歩いている人に冒険者ギルドの場所を聞いて探した。
「スイマセン」
「依頼ですか?」
「いや、ボッケーノ王都ギルドから派遣されてきたんですけど」
と、ギルマスからの紹介状と冒険者証を渡す。
「お、お待ち下さい」
紹介状を読んだ受付嬢は慌てて走って行き、そしてこちらへどうぞと案内された。
「今回の依頼を受けてくれるそうだな?女と二人だけで大丈夫か?それにお前アネモスの冒険者だろ?」
今のぬーちゃんは猫サイズ、サカキはひょうたんの中だ。
「別件でボッケーノに来ていたら拉致されて無理矢理押し付けられたんですよ。不要なら帰りますけど」
「いや、そういう意味で取るな。今回の依頼はかなり危険でな。本来Aランク指定案件なんだ。2組Aの奴らを送ったが誰も帰って来ねぇ」
「らしいですね。だから離れた王都ギルドに応援依頼が来たと聞いてます」
「応援依頼を出したのはつい先日だ。えらく早く来てくれたがどうやって来た?早馬でもこんなに早く来れんだろ?」
「この首に巻き付いてるのはぬーちゃんという仲間でして、本当はもっと大きいんです。大きくなれば空を駆ける事が出来ますので王都からここまで半日ですよ」
「そいつは凄ぇな。それにその装備と嬢ちゃんが身に付けてる宝石もすげぇ。本当にCランクか?」
「Cランクなら大抵の依頼が受けられると聞いたのでランクはこれで十分です」
ギルマスはもう一度冒険者証と紹介状をマジマジと見る。
「俺はカントという。今日はもう日が暮れるからちょっと付き合え」
「どこに?」
「家で飯を食いながら話そう。色々と聞きたい」
ということでギルマスのカントの家に連れて行かれた。結構大きな家で奥さんと子供達がいた。
「おい、客人を連れて来た。飯を頼む」
「あらぁ若いお客様ねぇ、ようこそ我が家へ」
出迎えてくれたのはおっとりした感じの髪の毛ふわふわの可愛らしい奥さんだ。よくこんなイカツイ人の奥さんになったな。
「突然すいません、俺はセイと言います。こいつはウェンディです」
「ご夫婦?」
「違いますよ。パーティメンバーです」
「あらぁ、そうだったの。指輪をしてるからてっきりそうかとぉ。婚約者?」
「違います」
だからその指にはめんなと言ったのだ。
会う人、会う人がウェンディを嫁か?と聞いてくるのだ。解せぬ。
「にーちゃん誰だ?」
10歳くらいの男の子ともう少し幼い妹だ。良かったねお父さんに似なくて。二人共お母さん似で可愛らしい。

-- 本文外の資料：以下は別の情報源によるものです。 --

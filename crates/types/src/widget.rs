//! Widget state, messages, and effects.
//!
//! The controller consumes [`Msg`]s and answers with [`Effect`]s; the driver
//! performs those effects and turns their outcomes back into messages.

use std::fmt;

use serde::Serialize;

use crate::{ApiError, Configuration, RemoteVariable};

/// Observable status of the widget.
#[derive(Clone, Copy, Debug, Default, PartialEq, Eq, Serialize)]
pub enum WidgetStatus {
    #[default]
    Idle,
    Loading,
    Refreshing,
    Saving,
    Saved,
    UpToDate,
    Error,
}

impl WidgetStatus {
    /// Human readable status line.
    pub fn label(&self) -> &'static str {
        match self {
            Self::Idle => "Idle",
            Self::Loading => "Loading…",
            Self::Refreshing => "Refreshing…",
            Self::Saving => "Saving…",
            Self::Saved => "Saved",
            Self::UpToDate => "Up to date",
            Self::Error => "Error",
        }
    }
}

impl fmt::Display for WidgetStatus {
    fn fmt(&self, f: &mut fmt::Formatter<'_>) -> fmt::Result {
        f.write_str(self.label())
    }
}

/// Transient per-instance UI state.
#[derive(Clone, Debug, Default, PartialEq, Eq)]
pub struct WidgetState {
    pub status: WidgetStatus,
    pub last_error: Option<String>,
    pub edit_open: bool,
    pub draft_value: String,
}

/// What started a fetch cycle.
#[derive(Clone, Copy, Debug, PartialEq, Eq, Hash)]
pub enum FetchTrigger {
    /// First fetch after activation.
    Initial,
    /// Recurring interval tick.
    Periodic,
    /// Operator pressed refresh.
    Manual,
    /// Confirmatory read after a successful save.
    Reconcile,
}

/// Identity of an outbound request.
///
/// `generation` changes on every activation; `sequence` increases for every
/// request issued by the widget instance.
#[derive(Clone, Copy, Debug, PartialEq, Eq, Hash, PartialOrd, Ord)]
pub struct RequestId {
    pub generation: u64,
    pub sequence: u64,
}

/// Inputs to the widget controller: host actions, timer ticks, and
/// completions of previously requested effects.
#[derive(Clone, Debug)]
pub enum Msg {
    Activate,
    Deactivate,
    /// Recurring poll interval fired.
    Tick,
    /// Manual refresh.
    Refresh,
    ToggleEdit,
    CancelEdit,
    /// Draft text changed in the edit surface.
    DraftChanged(String),
    /// Save the given draft.
    Save(String),
    FetchCompleted {
        request: RequestId,
        result: Result<RemoteVariable, ApiError>,
    },
    PutCompleted {
        request: RequestId,
        result: Result<(), ApiError>,
    },
}

/// Side effects requested by the controller.
#[derive(Clone, Debug, PartialEq, Eq)]
pub enum Effect {
    Fetch {
        request: RequestId,
        trigger: FetchTrigger,
        config: Configuration,
    },
    Put {
        request: RequestId,
        config: Configuration,
        value: String,
    },
    /// Begin the recurring poll for the given activation generation.
    StartPolling { generation: u64 },
    /// Cancel the recurring poll.
    StopPolling,
}
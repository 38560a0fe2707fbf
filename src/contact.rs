//! Contact form core: field state, validation, and the submission lifecycle
//! around an external mail relay. Nothing here touches the DOM, so the whole
//! flow runs in plain unit tests.

mod controller;
mod fields;
mod relay;
mod state;

pub use controller::{
    ContactController, FormHandle, SubmitOutcome, SuccessTimer, TimeoutTimer,
    SUCCESS_BANNER_DURATION,
};
pub use fields::{Field, FieldError, FormFields, ValidationErrors};
pub use relay::{
    ContactPayload, EmailJsRelay, MailRelay, RelayConfig, RelayError, EMAILJS_SEND_URL,
};
pub use state::{FormState, SubmissionStatus, SubmitRejected, SuccessTicket};
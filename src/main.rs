#[cfg(feature = "ssr")]
#[tokio::main]
async fn main() {
    use axum::Router;
    use leptos::prelude::*;
    use leptos_axum::{generate_route_list, LeptosRoutes};
    use portfolio_site::app::*;
    use tower_http::trace::TraceLayer;
    use tracing_subscriber::EnvFilter;

    tracing_subscriber::fmt()
        .with_env_filter(
            EnvFilter::try_from_default_env().unwrap_or_else(|_| EnvFilter::new("info")),
        )
        .init();

    let conf = get_configuration(None).expect("Should be able to read Leptos configuration");
    let addr = conf.leptos_options.site_addr;
    let leptos_options = conf.leptos_options;
    // Generate the list of routes in your Leptos App
    let routes = generate_route_list(App);

    let app = Router::new()
        .leptos_routes(&leptos_options, routes, {
            let leptos_options = leptos_options.clone();
            move || shell(leptos_options.clone())
        })
        .fallback(leptos_axum::file_and_error_handler(shell))
        .layer(TraceLayer::new_for_http())
        .with_state(leptos_options);

    tracing::info!("listening on http://{}", &addr);
    let listener = tokio::net::TcpListener::bind(&addr)
        .await
        .expect("Should be able to bind site address");
    axum::serve(listener, app.into_make_service())
        .await
        .expect("Server should run until shutdown");
}

#[cfg(not(feature = "ssr"))]
pub fn main() {
    // no client-side main function
    // unless we want this to work with e.g., Trunk for pure client-side testing
    // see lib.rs for hydration function instead
}
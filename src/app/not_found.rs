use leptos::prelude::*;
use leptos_meta::Title;

#[component]
pub fn NotFound() -> impl IntoView {
    #[cfg(feature = "ssr")]
    set_not_found_status();

    view! {
        <Title text="Page Not Found" />
        <div class="min-h-[70vh] flex flex-col items-center justify-center p-4 text-center">
            <div class="text-9xl font-bold text-purple-400 mb-6">"404"</div>
            <h1 class="text-4xl font-bold mb-6">"Oops! Page Not Found"</h1>
            <p class="text-lg text-gray-400 mb-8 max-w-xl">
                "The page you're looking for might have been removed, had its name changed, or is temporarily unavailable."
            </p>
            <a
                href="/"
                class="px-6 py-3 rounded-full bg-purple-500/20 hover:bg-purple-500/30 text-purple-300 font-medium transition-colors"
            >
                "← Back to Home"
            </a>
        </div>
    }
}

// only the server can set the response status
#[cfg(feature = "ssr")]
fn set_not_found_status() {
    if let Some(resp) = use_context::<leptos_axum::ResponseOptions>() {
        resp.set_status(http::StatusCode::NOT_FOUND);
    }
}
use leptos::prelude::*;

const BUILD_YEAR: &str = env!("BUILD_YEAR");

#[component]
pub fn Footer() -> impl IntoView {
    view! {
        <footer class="py-8 text-center text-sm text-gray-500">
            {format!("© {BUILD_YEAR} Nightcrawler. Built with Rust and Leptos.")}
        </footer>
    }
}
//! Static content rendered by the home page.

pub struct Stat {
    pub name: &'static str,
    pub value: &'static str,
}

pub const STATS: [Stat; 4] = [
    Stat {
        name: "Years Experience",
        value: "4+",
    },
    Stat {
        name: "Projects Completed",
        value: "37+",
    },
    Stat {
        name: "Happy Clients",
        value: "30+",
    },
    Stat {
        name: "Bugs Squashed",
        value: "∞",
    },
];

pub struct Project {
    pub title: &'static str,
    pub description: &'static str,
    pub tags: &'static [&'static str],
}

pub const PROJECTS: [Project; 3] = [
    Project {
        title: "Personal Portfolio Website",
        description: "This site: server-rendered with Leptos and axum, hydrated to WASM, styled with Tailwind CSS.",
        tags: &["Rust", "Leptos", "Tailwind CSS"],
    },
    Project {
        title: "Student Portal",
        description: "A student portal with authentication, course management and results tracking.",
        tags: &["Laravel", "PHP", "MySQL"],
    },
    Project {
        title: "Solar Company Storefront",
        description: "An e-commerce platform with product listings, a shopping cart and secure checkout.",
        tags: &["React", "Laravel", "E-commerce"],
    },
];

/// Flips the expanded project card: clicking the open card closes it,
/// clicking another card opens that one instead.
pub fn toggle_expanded(current: Option<usize>, index: usize) -> Option<usize> {
    if current == Some(index) {
        None
    } else {
        Some(index)
    }
}

pub struct Skill {
    pub name: &'static str,
    /// Proficiency in percent.
    pub level: u8,
}

pub struct SkillCategory {
    pub title: &'static str,
    pub skills: &'static [Skill],
}

pub const SKILL_CATEGORIES: [SkillCategory; 5] = [
    SkillCategory {
        title: "Frontend",
        skills: &[
            Skill { name: "React", level: 90 },
            Skill { name: "Next.js", level: 85 },
            Skill { name: "TypeScript", level: 80 },
            Skill { name: "JavaScript", level: 88 },
        ],
    },
    SkillCategory {
        title: "Backend",
        skills: &[
            Skill { name: "Node.js", level: 82 },
            Skill { name: "Express", level: 78 },
            Skill { name: "GraphQL", level: 75 },
            Skill { name: "REST API", level: 85 },
        ],
    },
    SkillCategory {
        title: "Database",
        skills: &[
            Skill { name: "MongoDB", level: 78 },
            Skill { name: "PostgreSQL", level: 75 },
            Skill { name: "Firebase", level: 70 },
        ],
    },
    SkillCategory {
        title: "Styling",
        skills: &[
            Skill { name: "Tailwind CSS", level: 90 },
            Skill { name: "CSS3", level: 85 },
            Skill { name: "Sass", level: 75 },
        ],
    },
    SkillCategory {
        title: "Tools",
        skills: &[
            Skill { name: "Git", level: 85 },
            Skill { name: "Docker", level: 70 },
            Skill { name: "Figma", level: 70 },
        ],
    },
];

/// Section anchors shown in the header, in page order.
pub const NAV_ITEMS: [(&str, &str); 5] = [
    ("#home", "Home"),
    ("#about", "About"),
    ("#skills", "Skills"),
    ("#projects", "Projects"),
    ("#contact", "Contact"),
];

#[cfg(test)]
mod tests {
    use super::*;

    #[test]
    fn test_toggle_expanded() {
        assert_eq!(toggle_expanded(None, 1), Some(1));
        assert_eq!(toggle_expanded(Some(1), 1), None);
        assert_eq!(toggle_expanded(Some(0), 2), Some(2));
    }

    #[test]
    fn test_skill_levels_are_percentages() {
        for category in SKILL_CATEGORIES.iter() {
            assert!(!category.skills.is_empty(), "{} has no skills", category.title);
            for skill in category.skills {
                assert!(skill.level <= 100, "{} is over 100%", skill.name);
            }
        }
    }

    #[test]
    fn test_nav_covers_every_section() {
        let anchors: Vec<_> = NAV_ITEMS.iter().map(|(href, _)| *href).collect();
        assert_eq!(
            anchors,
            ["#home", "#about", "#skills", "#projects", "#contact"]
        );
    }
}
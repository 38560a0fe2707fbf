use leptos::prelude::*;

use crate::portfolio::NAV_ITEMS;

#[component]
pub fn Header() -> impl IntoView {
    view! {
        <header class="sticky top-0 z-50 shadow-lg bg-[#1a1033]/90 backdrop-blur">
            <div class="mx-auto max-w-6xl px-4 sm:px-6 lg:px-8">
                <div class="flex h-16 items-center justify-between">
                    <a href="/" class="text-xl font-bold text-purple-400">
                        "Nightcrawler"
                    </a>
                    <nav class="flex items-center gap-6">
                        {NAV_ITEMS
                            .into_iter()
                            .map(|(href, label)| {
                                view! {
                                    <a
                                        href=href
                                        class="text-sm font-medium text-gray-400 hover:text-gray-200 transition-colors"
                                    >
                                        {label}
                                    </a>
                                }
                            })
                            .collect_view()}
                    </nav>
                </div>
            </div>
        </header>
    }
}
impl Planner {
    pub fn new(store: Store, sessions: SessionKeys, clock: Arc<dyn Clock>) -> Self {
        Self {
            store,
            sessions,
            clock,
            password_rounds: DEFAULT_ROUNDS,
            dummy_hash: hash_password("", DEFAULT_ROUNDS),
        }
    }

    /// Open the configured database and load (or create) the session secret.
    pub fn from_config(config: &AppConfig, paths: &AppPaths) -> AnchorResult<Self> {
        let store = Store::open(config.database_path(paths))?;
        let secret = config.session_secret(paths)?;
        let sessions = SessionKeys::new(secret, config.session_ttl())?
            .with_secure_cookies(config.secure_cookies);
        let clock: Arc<dyn Clock> = match config.utc_offset_minutes {
            Some(minutes) => Arc::new(SystemClock::with_offset_minutes(minutes)),
            None => Arc::new(SystemClock::local()),
        };
        Ok(Self::new(store, sessions, clock))
    }

    /// PBKDF2 rounds for new hashes. Tests lower this.
    pub fn with_password_rounds(mut self, rounds: u32) -> Self {
        self.password_rounds = rounds;
        self.dummy_hash = hash_password("", rounds);
        self
    }

    pub fn store(&self) -> &Store {
        &self.store
    }

    pub fn sessions(&self) -> &SessionKeys {
        &self.sessions
    }

    pub fn today(&self) -> NaiveDate {
        self.clock.today()
    }

    // ── Accounts ─────────────────────────────────────────────────────────

    /// Create an account. Used by sign-up and `anchor user create`.
    pub fn create_user(&self, form: &SignUpForm) -> AnchorResult<User> {
        form.validate()?;
        let email = normalize_email(&form.email);
        let user = self.store.insert_user(
            &NewUser {
                name: form.normalized_name(),
                email,
                password_hash: hash_password(&form.password, self.password_rounds),
            },
            self.clock.now_utc(),
        )?;
        tracing::info!(user_id = user.id, email = %user.email, "user created");
        Ok(user)
    }

    pub fn sign_up(&self, form: &SignUpForm) -> Result<SignedIn, ActionState> {
        match self.create_user(form) {
            Ok(user) => {
                let token = self.sessions.issue(user.id, self.clock.now_utc());
                Ok(SignedIn { user, token })
            }
            Err(err) => Err(self.account_failure(err).with_email(&form.email)),
        }
    }

    pub fn sign_in(&self, form: &SignInForm) -> Result<SignedIn, ActionState> {
        let fail = |state: ActionState| state.with_email(&form.email);
        if let Err(err) = form.validate() {
            return Err(fail(ActionState::error(err.message)));
        }
        let user = match self.store.find_user_by_email(&normalize_email(&form.email)) {
            Ok(Some(user)) if user.deleted_at.is_none() => user,
            Ok(_) => {
                // Unknown emails pay the same PBKDF2 cost as known ones.
                let _ = verify_password(&form.password, &self.dummy_hash);
                return Err(fail(ActionState::error(MSG_BAD_CREDENTIALS)));
            }
            Err(err) => {
                tracing::error!(error = %err, "sign-in lookup failed");
                return Err(fail(ActionState::error(MSG_DATABASE)));
            }
        };
        match verify_password(&form.password, &user.password_hash) {
            Ok(true) => {
                let token = self.sessions.issue(user.id, self.clock.now_utc());
                tracing::info!(user_id = user.id, "signed in");
                Ok(SignedIn { user, token })
            }
            Ok(false) => Err(fail(ActionState::error(MSG_BAD_CREDENTIALS))),
            Err(err) => {
                tracing::warn!(user_id = user.id, error = %err, "stored password hash unreadable");
                Err(fail(ActionState::error(MSG_BAD_CREDENTIALS)))
            }
        }
    }

    /// `Set-Cookie` value that ends the session.
    pub fn sign_out(&self) -> String {
        self.sessions.clear_cookie()
    }

    /// The user behind a session token, if the token verifies and the
    /// account still exists.
    pub fn current_user(&self, token: &str) -> Option<User> {
        let claims = match self.sessions.verify(token, self.clock.now_utc()) {
            Ok(claims) => claims,
            Err(err) => {
                tracing::debug!(error = %err, "rejected session token");
                return None;
            }
        };
        match self.store.find_active_user(claims.user.id) {
            Ok(user) => user,
            Err(err) => {
                tracing::error!(error = %err, "session user lookup failed");
                None
            }
        }
    }

    /// Look a user up by email for the CLI.
    pub fn user_by_email(&self, email: &str) -> AnchorResult<User> {
        let email = normalize_email(email);
        match self.store.find_user_by_email(&email)? {
            Some(user) if user.deleted_at.is_none() => Ok(user),
            _ => Err(StoreError::NotFound {
                entity: "user",
                key: email,
            }
            .into()),
        }
    }

    fn account_failure(&self, err: AnchorError) -> ActionState {
        match err {
            AnchorError::Validation(v) => ActionState::error(v.message),
            AnchorError::Store(StoreError::Conflict { .. }) => ActionState::error(MSG_EMAIL_TAKEN),
            other => {
                tracing::error!(error = %other, "account action failed");
                ActionState::error(MSG_DATABASE)
            }
        }
    }

    // ── Daily log ────────────────────────────────────────────────────────

    /// Record today's energy level for the form flow.
    pub fn upsert_daily_log(&self, user: Option<&User>, level: &str) -> ActionState {
        let Some(user) = user else {
            return ActionState::error(MSG_NOT_AUTHENTICATED);
        };
        let level: EnergyLevel = match level.parse() {
            Ok(level) => level,
            Err(err) => return ActionState::error(err.message),
        };
        match self.set_energy(user.id, level) {
            Ok(_) => ActionState::success(format!("Energy level set to {level}.")),
            Err(err) => {
                tracing::error!(user_id = user.id, error = %err, "daily log upsert failed");
                ActionState::error(MSG_DATABASE)
            }
        }
    }

    /// Typed form of [`Planner::upsert_daily_log`] for today's date.
    pub fn set_energy(&self, user_id: UserId, level: EnergyLevel) -> AnchorResult<UpsertOutcome> {
        self.set_energy_on(user_id, self.clock.today(), level)
    }

    pub fn set_energy_on(
        &self,
        user_id: UserId,
        date: NaiveDate,
        level: EnergyLevel,
    ) -> AnchorResult<UpsertOutcome> {
        Ok(self
            .store
            .upsert_daily_log(user_id, date, level, self.clock.now_utc())?)
    }

    pub fn daily_log_for_today(&self, user_id: UserId) -> AnchorResult<Option<DailyLogWithTasks>> {
        Ok(self.store.daily_log_with_tasks(user_id, self.clock.today())?)
    }

    pub fn set_task_completion(
        &self,
        user_id: UserId,
        status_id: i64,
        completed: bool,
    ) -> AnchorResult<TaskStatusView> {
        Ok(self.store.set_task_completion(user_id, status_id, completed)?)
    }

    // ── Anchor tasks ─────────────────────────────────────────────────────

    pub fn create_anchor_task(
        &self,
        user_id: UserId,
        task_name: &str,
        description: Option<&str>,
    ) -> AnchorResult<AnchorTask> {
        let name = required_text("task_name", task_name, 255)?;
        let description = description.map(str::trim).filter(|d| !d.is_empty());
        Ok(self.store.create_anchor_task(user_id, &name, description)?)
    }

    pub fn list_anchor_tasks(
        &self,
        user_id: UserId,
        include_inactive: bool,
    ) -> AnchorResult<Vec<AnchorTask>> {
        Ok(self.store.list_anchor_tasks(user_id, include_inactive)?)
    }

    pub fn update_anchor_task(
        &self,
        user_id: UserId,
        id: i64,
        patch: &AnchorTaskPatch,
    ) -> AnchorResult<AnchorTask> {
        let mut patch = patch.clone();
        if let Some(name) = &patch.task_name {
            patch.task_name = Some(required_text("task_name", name, 255)?);
        }
        Ok(self.store.update_anchor_task(user_id, id, &patch)?)
    }

    // ── Playbook ─────────────────────────────────────────────────────────

    pub fn playbook(&self, filter: &PlaybookFilter) -> AnchorResult<Vec<PlaybookItem>> {
        Ok(self.store.list_playbook_items(filter)?)
    }

    /// Comfort media, comfort activities and sensory aids.
    pub fn dopamine_menu(&self) -> AnchorResult<Vec<PlaybookItem>> {
        self.playbook(&PlaybookFilter {
            types: PlaybookItemType::DOPAMINE_MENU.to_vec(),
            max_energy: None,
        })
    }

    /// Meal guide, least effort first.
    pub fn meals(&self, max_energy: Option<i64>) -> AnchorResult<Vec<PlaybookItem>> {
        self.playbook(&PlaybookFilter {
            types: vec![PlaybookItemType::Meal],
            max_energy,
        })
    }

    // ── Goals ────────────────────────────────────────────────────────────

    pub fn create_goal(&self, goal: &NewGoal) -> AnchorResult<FutureGoal> {
        let goal = NewGoal {
            title: required_text("title", &goal.title, 255)?,
            ..goal.clone()
        };
        Ok(self.store.create_goal(&goal, self.clock.now_utc())?)
    }

    pub fn list_goals(&self, status: Option<GoalStatus>) -> AnchorResult<Vec<FutureGoal>> {
        Ok(self.store.list_goals(status)?)
    }

    pub fn update_goal(&self, id: i64, patch: &GoalPatch) -> AnchorResult<FutureGoal> {
        let mut patch = patch.clone();
        if let Some(title) = &patch.title {
            patch.title = Some(required_text("title", title, 255)?);
        }
        Ok(self.store.update_goal(id, &patch)?)
    }

    // ── Noodles ──────────────────────────────────────────────────────────

    pub fn log_noodles(&self, entry: &NewNoodlesLog) -> AnchorResult<NoodlesLog> {
        let activity_type = required_text("activity_type", &entry.activity_type, 100)?;
        if entry.duration_minutes.is_some_and(|m| m < 0) {
            return Err(validate::negative("duration_minutes").into());
        }
        let entry = NewNoodlesLog {
            activity_type,
            ..entry.clone()
        };
        Ok(self.store.insert_noodles_log(&entry, self.clock.now_utc())?)
    }

    /// Entries in `[from, to]`; the last 30 days when unbounded.
    pub fn noodles_logs(
        &self,
        from: Option<NaiveDate>,
        to: Option<NaiveDate>,
    ) -> AnchorResult<Vec<NoodlesLog>> {
        let to = to.unwrap_or_else(|| self.clock.today());
        let from = from.unwrap_or_else(|| {
            to.checked_sub_signed(chrono::Duration::days(30))
                .unwrap_or(NaiveDate::MIN)
        });
        Ok(self.store.list_noodles_logs(from, to)?)
    }

    // ── Dashboard ────────────────────────────────────────────────────────

    pub fn dashboard(&self, user: &User) -> AnchorResult<Dashboard> {
        let today = self.daily_log_for_today(user.id)?;
        let level = today.as_ref().map(|t| t.log.energy_level);
        let dopamine = match level {
            Some(EnergyLevel::Low) => self.dopamine_menu()?,
            _ => Vec::new(),
        };
        let goals = match level {
            Some(EnergyLevel::High) => self.list_goals(Some(GoalStatus::Active))?,
            _ => Vec::new(),
        };
        Ok(Dashboard::build(
            user,
            self.clock.today(),
            today,
            dopamine,
            goals,
        ))
    }

    // ── Seeds ────────────────────────────────────────────────────────────

    pub fn apply_seeds(
        &self,
        registry: &SeedRegistry,
        pack_ids: &[String],
    ) -> AnchorResult<Vec<SeedReport>> {
        Ok(registry.apply_all(
            pack_ids,
            &self.store,
            self.clock.now_utc(),
            self.password_rounds,
        )?)
    }
}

「俺はアネモスの冒険者のセイだよ。こっちはウェンディ。僕たちの名前は?」
「ケビン。こいつは妹のラーラ」
「かっこいい名前と可愛い名前だね」
「真っ黒の服を着てるからバンパイアかと思ったぜ」
小粋なジョークを言う子供だな。
「これワイバーンの皮で造って貰った防具なんだよ」
「ワイバーンの?すっげぇ」国ですが出る!
「だろ?軽くて丈夫なんだぜ?」
「こら、先に席について貰え。すまんなウチの子らが」
「いえいえ、奥様似でとても可愛らしいですよ」
「あらぁ、若いのにお口が上手ねぇ。さ、さ、座って座って」
仕事の話は後にして先にご飯をご馳走になることに。シチューとパン、それにワインだ。俺は子供達と同じくジュースにしてもらった。
「おい、俺様の分はどうなるんだよ?」
ヘスティアが拗ねている。どうするか・・・
(膝に座れ。俺のをやるから)
(ワインは?)
(ジュースで我慢しろ)
(チェッ)
ヘスティア、君は小声で話す必要はないんだぞ?
ヘスティアを膝の上におっちんさせ、自分は食べるふりをしてヘスティアが食べる。
「あっつうっ!」
あ、忘れてた。
子供達と同じようにフーフーしてから食べるふりをする。
「お前、子供みたいだな?猫舌か?」
「まぁ、そんな所です」
結局、ほとんど食べられなかったセイ。ぬーちゃんも首に巻き付いたままだから食べていない。
奥さんや子供達とアネモスはこんな所だよとかたわいも無い話をして夕食は終わり。
「ほら、ごちそうさましたら寝に行きましょ」
と奥さんが子供達を寝室に連れていったのであった。